Cluster Analysis of Gene Expression Data

23 September 2005 09:34

A couple of years ago I was involved in some data mining work for the government. One of our tasks was to investigate the many COTS (commercial off-the-shelf) tools and software used for data mining. The second of our tasks was to investigate the many clustering algorithms and perhaps develop more suitable ones. Now, I really knew nothing about data mining, nor about clustering algorithms. As luck would have it, when I looked at the various algorithms out there, especially the popular K-means algorithm, I was able to see that in some ways it was similar to the kind of gravitational N-body problems I did when doing galactic simulations (see, for example, this paper). The complexity of the algorithm--O(N²)--where N is the number of data points, is the same as all N-body physical simulations with a two-body force.

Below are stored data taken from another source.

//! Shared fakes for integration tests.
//!
//! Every fake records what it was asked to do so tests can assert on call
//! order without touching ffmpeg, Radarr or Discord.

#![allow(dead_code)]

use anyhow::Result;
use parking_lot::Mutex;
use recodarr::arr::{ManualImportFile, ManualImportItem, MovieLibrary, RadarrLanguage};
use recodarr::config::Config;
use recodarr::notifications::Reporter;
use recodarr::state::{Job, JobHandler, JobOutcome, JobQueue, JobRequest, NotificationState};
use recodarr_av::{
    probe::assign_type_indexes, EncodeSpec, MediaDescriptor, MediaProber, MediaStream, MediaType,
    ProgressSample, ProgressStream, Transcoder,
};
use std::collections::{HashMap, VecDeque};
use std::path::{Path, PathBuf};
use std::sync::atomic::{AtomicUsize, Ordering};
use std::sync::Arc;
use std::time::Duration;

// ---------------------------------------------------------------------------
// Media fixtures
// ---------------------------------------------------------------------------

pub fn stream(index: u32, media_type: MediaType, codec_name: &str, language: &str) -> MediaStream {
    MediaStream {
        index,
        codec_name: codec_name.to_string(),
        media_type,
        type_index: 0,
        language: language.to_string(),
    }
}

pub fn descriptor(mut streams: Vec<MediaStream>, duration_seconds: Option<f64>) -> MediaDescriptor {
    assign_type_indexes(&mut streams);
    MediaDescriptor {
        streams,
        duration_seconds,
    }
}

/// Video, English + Japanese audio, English text and bitmap subtitles.
pub fn anime_descriptor() -> MediaDescriptor {
    descriptor(
        vec![
            stream(0, MediaType::Video, "h264", "und"),
            stream(1, MediaType::Audio, "ac3", "eng"),
            stream(2, MediaType::Audio, "flac", "jpn"),
            stream(3, MediaType::Subtitle, "subrip", "eng"),
            stream(4, MediaType::Subtitle, "hdmv_pgs_subtitle", "eng"),
        ],
        Some(1500.0),
    )
}

pub fn video_only_descriptor() -> MediaDescriptor {
    descriptor(vec![stream(0, MediaType::Video, "h264", "und")], Some(60.0))
}

pub fn request(movie_id: i64, relative_path: &str) -> JobRequest {
    JobRequest {
        movie_id,
        movie_file_id: movie_id * 100,
        folder_path: format!("/movies/Movie {}", movie_id),
        relative_path: relative_path.to_string(),
    }
}

pub fn job(movie_id: i64, relative_path: &str) -> Job {
    Job::new(request(movie_id, relative_path), ".out.mp4")
}

/// Config pointing the library root at `root`.
pub fn config(root: &Path) -> Config {
    let mut config = Config::default();
    config.library.root = root.to_path_buf();
    config.radarr.url = "http://radarr.test".to_string();
    config.radarr.api_key = "test-key".to_string();
    config.selection.audio_languages = vec!["jpn".to_string()];
    config
}

/// Create the job's source file under `root` and return its path.
pub fn create_source(root: &Path, job: &Job) -> PathBuf {
    let path = job.input_path(root);
    if let Some(dir) = path.parent() {
        std::fs::create_dir_all(dir).unwrap();
    }
    std::fs::write(&path, b"fake movie data").unwrap();
    path
}

/// Wait until the queue has nothing pending and nothing running.
pub async fn wait_idle(queue: &JobQueue) {
    tokio::time::timeout(Duration::from_secs(5), async {
        loop {
            tokio::task::yield_now().await;
            if queue.pending_len() == 0 && !queue.is_busy() {
                break;
            }
            tokio::time::sleep(Duration::from_millis(5)).await;
        }
    })
    .await
    .expect("queue did not go idle");
}

// ---------------------------------------------------------------------------
// Prober
// ---------------------------------------------------------------------------

/// Answers probes by file name; unknown files fail like a broken ffprobe run.
#[derive(Default)]
pub struct FakeProber {
    descriptors: HashMap<String, MediaDescriptor>,
    pub probed: Mutex<Vec<PathBuf>>,
}

impl FakeProber {
    pub fn with(mut self, file_name: &str, descriptor: MediaDescriptor) -> Self {
        self.descriptors.insert(file_name.to_string(), descriptor);
        self
    }
}

#[async_trait::async_trait]
impl MediaProber for FakeProber {
    async fn probe(&self, path: &Path) -> recodarr_av::Result<MediaDescriptor> {
        self.probed.lock().push(path.to_path_buf());
        let name = path
            .file_name()
            .map(|n| n.to_string_lossy().to_string())
            .unwrap_or_default();
        self.descriptors
            .get(&name)
            .cloned()
            .ok_or_else(|| recodarr_av::Error::probe_failed(format!("{}: Invalid data found", name)))
    }
}

// ---------------------------------------------------------------------------
// Transcoder
// ---------------------------------------------------------------------------

/// Replays a fixed list of progress samples for every run.
#[derive(Default)]
pub struct FakeTranscoder {
    samples: Vec<ProgressSample>,
    fail: bool,
    pub specs: Mutex<Vec<EncodeSpec>>,
}

impl FakeTranscoder {
    pub fn with_samples(samples: Vec<ProgressSample>) -> Self {
        Self {
            samples,
            ..Default::default()
        }
    }

    pub fn failing() -> Self {
        Self {
            fail: true,
            ..Default::default()
        }
    }
}

struct FakeRun {
    samples: VecDeque<ProgressSample>,
    fail: bool,
}

#[async_trait::async_trait]
impl ProgressStream for FakeRun {
    async fn next_sample(&mut self) -> recodarr_av::Result<Option<ProgressSample>> {
        match self.samples.pop_front() {
            Some(sample) => Ok(Some(sample)),
            None if self.fail => Err(recodarr_av::Error::parse("ffmpeg", "encoder crashed")),
            None => Ok(None),
        }
    }
}

#[async_trait::async_trait]
impl Transcoder for FakeTranscoder {
    async fn start(&self, spec: &EncodeSpec) -> recodarr_av::Result<Box<dyn ProgressStream>> {
        self.specs.lock().push(spec.clone());
        Ok(Box::new(FakeRun {
            samples: self.samples.iter().cloned().collect(),
            fail: self.fail,
        }))
    }
}

pub fn sample(speed: &str, current_time_seconds: f64) -> ProgressSample {
    ProgressSample {
        speed: Some(speed.to_string()),
        current_time_seconds: Some(current_time_seconds),
    }
}

// ---------------------------------------------------------------------------
// Reporter
// ---------------------------------------------------------------------------

/// Records every create and update.
#[derive(Default)]
pub struct RecordingReporter {
    pub created: Mutex<Vec<NotificationState>>,
    pub updates: Mutex<Vec<NotificationState>>,
    pub fail_create: bool,
    next_id: AtomicUsize,
}

impl RecordingReporter {
    pub fn failing_create() -> Self {
        Self {
            fail_create: true,
            ..Default::default()
        }
    }

    pub fn updates(&self) -> Vec<NotificationState> {
        self.updates.lock().clone()
    }

    /// Last update sent for an input file.
    pub fn last_update_for(&self, input_file: &str) -> Option<NotificationState> {
        self.updates
            .lock()
            .iter()
            .rev()
            .find(|s| s.input_file == input_file)
            .cloned()
    }
}

#[async_trait::async_trait]
impl Reporter for RecordingReporter {
    async fn create(&self, state: &NotificationState) -> Result<String> {
        if self.fail_create {
            anyhow::bail!("Discord webhook request failed (500 Internal Server Error)");
        }
        self.created.lock().push(state.clone());
        let id = self.next_id.fetch_add(1, Ordering::SeqCst) + 1;
        Ok(format!("msg-{}", id))
    }

    async fn update(&self, state: NotificationState) -> NotificationState {
        self.updates.lock().push(state.clone());
        state
    }
}

// ---------------------------------------------------------------------------
// Radarr
// ---------------------------------------------------------------------------

#[derive(Debug, Clone, PartialEq)]
pub enum LibraryCall {
    ListCandidates { movie_id: i64, folder: String },
    ListLanguages,
    Import(Vec<String>),
    DeleteMovieFile(i64),
}

/// In-memory Radarr offering every output name it is told about.
pub struct FakeLibrary {
    languages: Vec<RadarrLanguage>,
    candidates: Vec<ManualImportItem>,
    pub calls: Mutex<Vec<LibraryCall>>,
    pub imported: Mutex<Vec<ManualImportFile>>,
}

impl FakeLibrary {
    pub fn new(candidate_names: &[&str]) -> Self {
        let languages = ["Unknown", "English", "Japanese"]
            .iter()
            .enumerate()
            .map(|(id, name)| RadarrLanguage {
                id: id as i64,
                name: name.to_string(),
            })
            .collect();
        let candidates = candidate_names
            .iter()
            .map(|name| ManualImportItem {
                path: format!("/movies/{}", name),
                relative_path: name.to_string(),
                folder_name: Some("movies".to_string()),
                quality: Some(serde_json::json!({"quality": {"id": 7, "name": "Bluray-1080p"}})),
                languages: vec![],
                release_group: None,
            })
            .collect();

        Self {
            languages,
            candidates,
            calls: Mutex::new(Vec::new()),
            imported: Mutex::new(Vec::new()),
        }
    }

    pub fn calls(&self) -> Vec<LibraryCall> {
        self.calls.lock().clone()
    }
}

#[async_trait::async_trait]
impl MovieLibrary for FakeLibrary {
    async fn list_import_candidates(
        &self,
        movie_id: i64,
        folder: &str,
    ) -> Result<Vec<ManualImportItem>> {
        self.calls.lock().push(LibraryCall::ListCandidates {
            movie_id,
            folder: folder.to_string(),
        });
        Ok(self.candidates.clone())
    }

    async fn list_languages(&self) -> Result<Vec<RadarrLanguage>> {
        self.calls.lock().push(LibraryCall::ListLanguages);
        Ok(self.languages.clone())
    }

    async fn import_files(&self, files: Vec<ManualImportFile>) -> Result<()> {
        self.calls
            .lock()
            .push(LibraryCall::Import(files.iter().map(|f| f.path.clone()).collect()));
        self.imported.lock().extend(files);
        Ok(())
    }

    async fn delete_movie_file(&self, movie_file_id: i64) -> Result<()> {
        self.calls.lock().push(LibraryCall::DeleteMovieFile(movie_file_id));
        Ok(())
    }
}

// ---------------------------------------------------------------------------
// Queue handler
// ---------------------------------------------------------------------------

/// Handler that records run order and the highest number of concurrent runs.
#[derive(Default)]
pub struct RecordingHandler {
    pub order: Mutex<Vec<String>>,
    active: AtomicUsize,
    pub max_active: AtomicUsize,
    /// Source files whose run should fail.
    pub failing: Vec<String>,
}

impl RecordingHandler {
    pub fn failing_on(files: &[&str]) -> Self {
        Self {
            failing: files.iter().map(|f| f.to_string()).collect(),
            ..Default::default()
        }
    }

    pub fn order(&self) -> Vec<String> {
        self.order.lock().clone()
    }
}

#[async_trait::async_trait]
impl JobHandler for RecordingHandler {
    async fn process(&self, job: &mut Job) -> Result<JobOutcome> {
        let active = self.active.fetch_add(1, Ordering::SeqCst) + 1;
        self.max_active.fetch_max(active, Ordering::SeqCst);
        self.order.lock().push(job.source_relative_path.clone());

        // Give other drain tasks a chance to run while this job is active.
        tokio::time::sleep(Duration::from_millis(10)).await;

        self.active.fetch_sub(1, Ordering::SeqCst);
        if self.failing.contains(&job.source_relative_path) {
            anyhow::bail!("{} is corrupt", job.source_relative_path);
        }
        Ok(JobOutcome::Completed)
    }
}

pub fn queue(handler: Arc<dyn JobHandler>, reporter: Arc<dyn Reporter>) -> Arc<JobQueue> {
    JobQueue::new(handler, reporter)
}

In many cases, it is possible to reduce an N-body simulation to a grid. This method involves assigning each of the bodies (e.g., particles, data points, etc.) to a grid point in an n-dimensional space (where n is the dimensionality of the point). In this way the information of all N data points is now encapsulated in the m grid points. The cost of this is O(N), and the cost of determining the clusters in the grid with m grid points is m log m. This scheme actually works, as shown in this paper given in the 2003 SIGKDD conference on data mining.

Things to do:

Learn more about gene expression data and the applications of the new clustering algorithm I've discussed to this problem.

Bibliography

E. Domany, Cluster Analysis of Gene Expression Data, arxiv.org/abs/physics/0206056 (2002).
W. Peter, J. Chiochetti, and C. Giardina, New unsupervised clustering algorithm for large datasets, KDD-2003, the Ninth ACM SIGKDD International Conference on Knowledge Discovery and Data Mining, ISBN: 1-58113-737-0, p. 643 (2003).